(Data entries)

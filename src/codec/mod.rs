//! MQTT Packet Codec
//!
//! Streaming decoder and encoder for MQTT v3.1 / v3.1.1 frames.
//!
//! A frame is a one byte fixed header, a remaining-length varint of one to
//! four bytes, and exactly `remaining_length` bytes of variable header and
//! payload.

mod decode;
mod encode;
mod reader;

#[cfg(test)]
mod tests;

pub use decode::{DecodeState, Decoder};
pub use encode::Encoder;
pub use reader::PayloadReader;

use crate::protocol::{DecodeError, EncodeError};
use bytes::{BufMut, BytesMut};

/// Maximum remaining length (268,435,455 bytes = ~256 MB)
pub const MAX_REMAINING_LENGTH: usize = 268_435_455;

/// Default message-size limit
pub const DEFAULT_MAX_PACKET_SIZE: usize = 1024 * 1024;

/// Longest remaining-length encoding
pub const MAX_VARINT_BYTES: usize = 4;

/// Read a remaining-length varint from a complete buffer.
/// Returns (value, bytes_consumed) or error
#[inline]
pub fn read_variable_int(buf: &[u8]) -> Result<(u32, usize), DecodeError> {
    let mut multiplier: u32 = 1;
    let mut value: u32 = 0;
    let mut pos = 0;

    loop {
        if pos >= MAX_VARINT_BYTES {
            return Err(DecodeError::InvalidRemainingLength);
        }
        let byte = *buf.get(pos).ok_or(DecodeError::InsufficientData)?;
        value += ((byte & 0x7F) as u32) * multiplier;
        pos += 1;

        if (byte & 0x80) == 0 {
            break;
        }

        multiplier *= 128;
    }

    Ok((value, pos))
}

/// Write a remaining-length varint to buffer
/// Returns bytes written
#[inline]
pub fn write_variable_int(buf: &mut BytesMut, mut value: u32) -> Result<usize, EncodeError> {
    if value > MAX_REMAINING_LENGTH as u32 {
        return Err(EncodeError::PacketTooLarge);
    }

    let mut count = 0;
    loop {
        let mut byte = (value % 128) as u8;
        value /= 128;
        if value > 0 {
            byte |= 0x80;
        }
        buf.put_u8(byte);
        count += 1;
        if value == 0 {
            break;
        }
    }
    Ok(count)
}

/// Calculate the number of bytes needed to encode a remaining length
#[inline]
pub fn variable_int_len(value: u32) -> usize {
    if value < 128 {
        1
    } else if value < 16_384 {
        2
    } else if value < 2_097_152 {
        3
    } else {
        4
    }
}

/// Write a UTF-8 encoded string
#[inline]
pub fn write_string(buf: &mut BytesMut, s: &str) -> Result<(), EncodeError> {
    write_binary(buf, s.as_bytes())
}

/// Write length-prefixed binary data
#[inline]
pub fn write_binary(buf: &mut BytesMut, data: &[u8]) -> Result<(), EncodeError> {
    let len = data.len();
    if len > u16::MAX as usize {
        return Err(EncodeError::StringTooLong);
    }
    buf.put_u16(len as u16);
    buf.put_slice(data);
    Ok(())
}
//! Topic Trie for subscription matching and retained messages
//!
//! A prefix tree keyed by `/`-separated topic levels. Each node holds:
//! - literal children, a `+` child, and the subscribers of `<path>/#`
//! - the subscribers whose filter ends exactly at the node
//! - at most one retained message for the literal topic leading to the node
//!
//! Retained messages are only ever written by walking literal children from
//! the root, so they never live below a `+` node.

use std::sync::Arc;

use ahash::AHashMap;
use compact_str::CompactString;
use smallvec::SmallVec;

use crate::protocol::QoS;

use super::RetainedMessage;

/// Node in the topic trie
#[derive(Debug, Default)]
struct TrieNode {
    /// Children indexed by literal topic level
    children: AHashMap<CompactString, TrieNode>,
    /// Single-level wildcard (+) child
    single_wildcard: Option<Box<TrieNode>>,
    /// Filters terminating at this node
    subscribers: AHashMap<Arc<str>, QoS>,
    /// Filters of the form `<path to this node>/#`
    multi_wildcard: AHashMap<Arc<str>, QoS>,
    /// Last retained message published to exactly this topic
    retained: Option<RetainedMessage>,
}

impl TrieNode {
    fn is_empty(&self) -> bool {
        self.children.is_empty()
            && self.single_wildcard.is_none()
            && self.subscribers.is_empty()
            && self.multi_wildcard.is_empty()
            && self.retained.is_none()
    }
}

/// Topic Trie
#[derive(Debug, Default)]
pub struct TopicTrie {
    root: TrieNode,
}

impl TopicTrie {
    pub fn new() -> Self {
        Self::default()
    }

    /// Record `client_id` at the node for `filter`.
    ///
    /// Replaces the QoS of an existing subscription by the same client.
    /// Returns true if the subscription is new. The filter must already be
    /// validated.
    pub fn subscribe(&mut self, filter: &str, client_id: Arc<str>, qos: QoS) -> bool {
        let mut node = &mut self.root;
        let mut levels = filter.split('/').peekable();

        while let Some(level) = levels.next() {
            if level == "#" {
                return node.multi_wildcard.insert(client_id, qos).is_none();
            }

            node = if level == "+" {
                &mut **node.single_wildcard.get_or_insert_with(Box::default)
            } else {
                node.children.entry(CompactString::new(level)).or_default()
            };

            if levels.peek().is_none() {
                return node.subscribers.insert(client_id, qos).is_none();
            }
        }

        false
    }

    /// Remove `client_id` from the node for `filter`
    pub fn unsubscribe(&mut self, filter: &str, client_id: &str) -> bool {
        let levels: SmallVec<[&str; 8]> = filter.split('/').collect();
        Self::unsubscribe_recursive(&mut self.root, &levels, client_id)
    }

    fn unsubscribe_recursive(node: &mut TrieNode, levels: &[&str], client_id: &str) -> bool {
        let Some((level, rest)) = levels.split_first() else {
            return node.subscribers.remove(client_id).is_some();
        };

        match *level {
            "#" => node.multi_wildcard.remove(client_id).is_some(),
            "+" => match node.single_wildcard {
                Some(ref mut child) => {
                    let removed = Self::unsubscribe_recursive(child, rest, client_id);
                    if child.is_empty() {
                        node.single_wildcard = None;
                    }
                    removed
                }
                None => false,
            },
            literal => match node.children.get_mut(literal) {
                Some(child) => {
                    let removed = Self::unsubscribe_recursive(child, rest, client_id);
                    if child.is_empty() {
                        node.children.remove(literal);
                    }
                    removed
                }
                None => false,
            },
        }
    }

    /// Remove every subscription held by `client_id`
    pub fn remove_client(&mut self, client_id: &str) -> usize {
        Self::remove_client_recursive(&mut self.root, client_id)
    }

    fn remove_client_recursive(node: &mut TrieNode, client_id: &str) -> usize {
        let mut removed = node.subscribers.remove(client_id).is_some() as usize;
        removed += node.multi_wildcard.remove(client_id).is_some() as usize;

        if let Some(ref mut child) = node.single_wildcard {
            removed += Self::remove_client_recursive(child, client_id);
        }
        for child in node.children.values_mut() {
            removed += Self::remove_client_recursive(child, client_id);
        }
        removed
    }

    /// Visit every subscription matching a topic name
    pub fn matches<F>(&self, topic: &str, mut callback: F)
    where
        F: FnMut(&Arc<str>, QoS),
    {
        // $-topics don't match filters starting with + or #
        let is_system_topic = topic.starts_with('$');

        let levels: SmallVec<[&str; 8]> = topic.split('/').collect();
        Self::matches_recursive(&self.root, &levels, 0, is_system_topic, &mut callback);
    }

    fn matches_recursive<F>(
        node: &TrieNode,
        levels: &[&str],
        index: usize,
        is_system_topic: bool,
        callback: &mut F,
    ) where
        F: FnMut(&Arc<str>, QoS),
    {
        let at_root = index == 0;

        // `#` here also covers the parent level, so it is checked before the
        // end-of-topic test
        if !(is_system_topic && at_root) {
            for (client_id, qos) in &node.multi_wildcard {
                callback(client_id, *qos);
            }
        }

        if index >= levels.len() {
            for (client_id, qos) in &node.subscribers {
                callback(client_id, *qos);
            }
            return;
        }

        if !(is_system_topic && at_root) {
            if let Some(ref child) = node.single_wildcard {
                Self::matches_recursive(child, levels, index + 1, is_system_topic, callback);
            }
        }

        if let Some(child) = node.children.get(levels[index]) {
            Self::matches_recursive(child, levels, index + 1, is_system_topic, callback);
        }
    }

    /// Store or clear the retained message for a literal topic.
    ///
    /// An empty payload clears retention.
    pub fn set_retained(&mut self, message: RetainedMessage) {
        if message.payload.is_empty() {
            let levels: SmallVec<[&str; 8]> = message.topic.split('/').collect();
            Self::clear_retained_recursive(&mut self.root, &levels);
            return;
        }

        let mut node = &mut self.root;
        for level in message.topic.split('/') {
            node = node.children.entry(CompactString::new(level)).or_default();
        }
        node.retained = Some(message);
    }

    fn clear_retained_recursive(node: &mut TrieNode, levels: &[&str]) {
        let Some((level, rest)) = levels.split_first() else {
            node.retained = None;
            return;
        };
        if let Some(child) = node.children.get_mut(*level) {
            Self::clear_retained_recursive(child, rest);
            if child.is_empty() {
                node.children.remove(*level);
            }
        }
    }

    /// Visit every retained message whose topic matches `filter`
    pub fn retained_matching<F>(&self, filter: &str, mut callback: F)
    where
        F: FnMut(&RetainedMessage),
    {
        let levels: SmallVec<[&str; 8]> = filter.split('/').collect();
        Self::retained_recursive(&self.root, &levels, 0, &mut callback);
    }

    fn retained_recursive<F>(node: &TrieNode, levels: &[&str], index: usize, callback: &mut F)
    where
        F: FnMut(&RetainedMessage),
    {
        if index >= levels.len() {
            if let Some(ref retained) = node.retained {
                callback(retained);
            }
            return;
        }

        let at_root = index == 0;
        match levels[index] {
            "#" => {
                if let Some(ref retained) = node.retained {
                    callback(retained);
                }
                Self::retained_descendants(node, at_root, callback);
            }
            "+" => {
                for (level, child) in &node.children {
                    if at_root && level.starts_with('$') {
                        continue;
                    }
                    Self::retained_recursive(child, levels, index + 1, callback);
                }
            }
            literal => {
                if let Some(child) = node.children.get(literal) {
                    Self::retained_recursive(child, levels, index + 1, callback);
                }
            }
        }
    }

    fn retained_descendants<F>(node: &TrieNode, skip_system: bool, callback: &mut F)
    where
        F: FnMut(&RetainedMessage),
    {
        for (level, child) in &node.children {
            if skip_system && level.starts_with('$') {
                continue;
            }
            if let Some(ref retained) = child.retained {
                callback(retained);
            }
            Self::retained_descendants(child, false, callback);
        }
    }

    /// Number of retained messages held
    pub fn retained_count(&self) -> usize {
        fn count(node: &TrieNode) -> usize {
            node.retained.is_some() as usize + node.children.values().map(count).sum::<usize>()
        }
        count(&self.root)
    }
}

#### [Work to be completed]
When a line in the data holds the word "protocol", show that line.

#### [Answer section]
use crate::protocol::{DecodeError, EncodeError};
use crate::protocol::QoS;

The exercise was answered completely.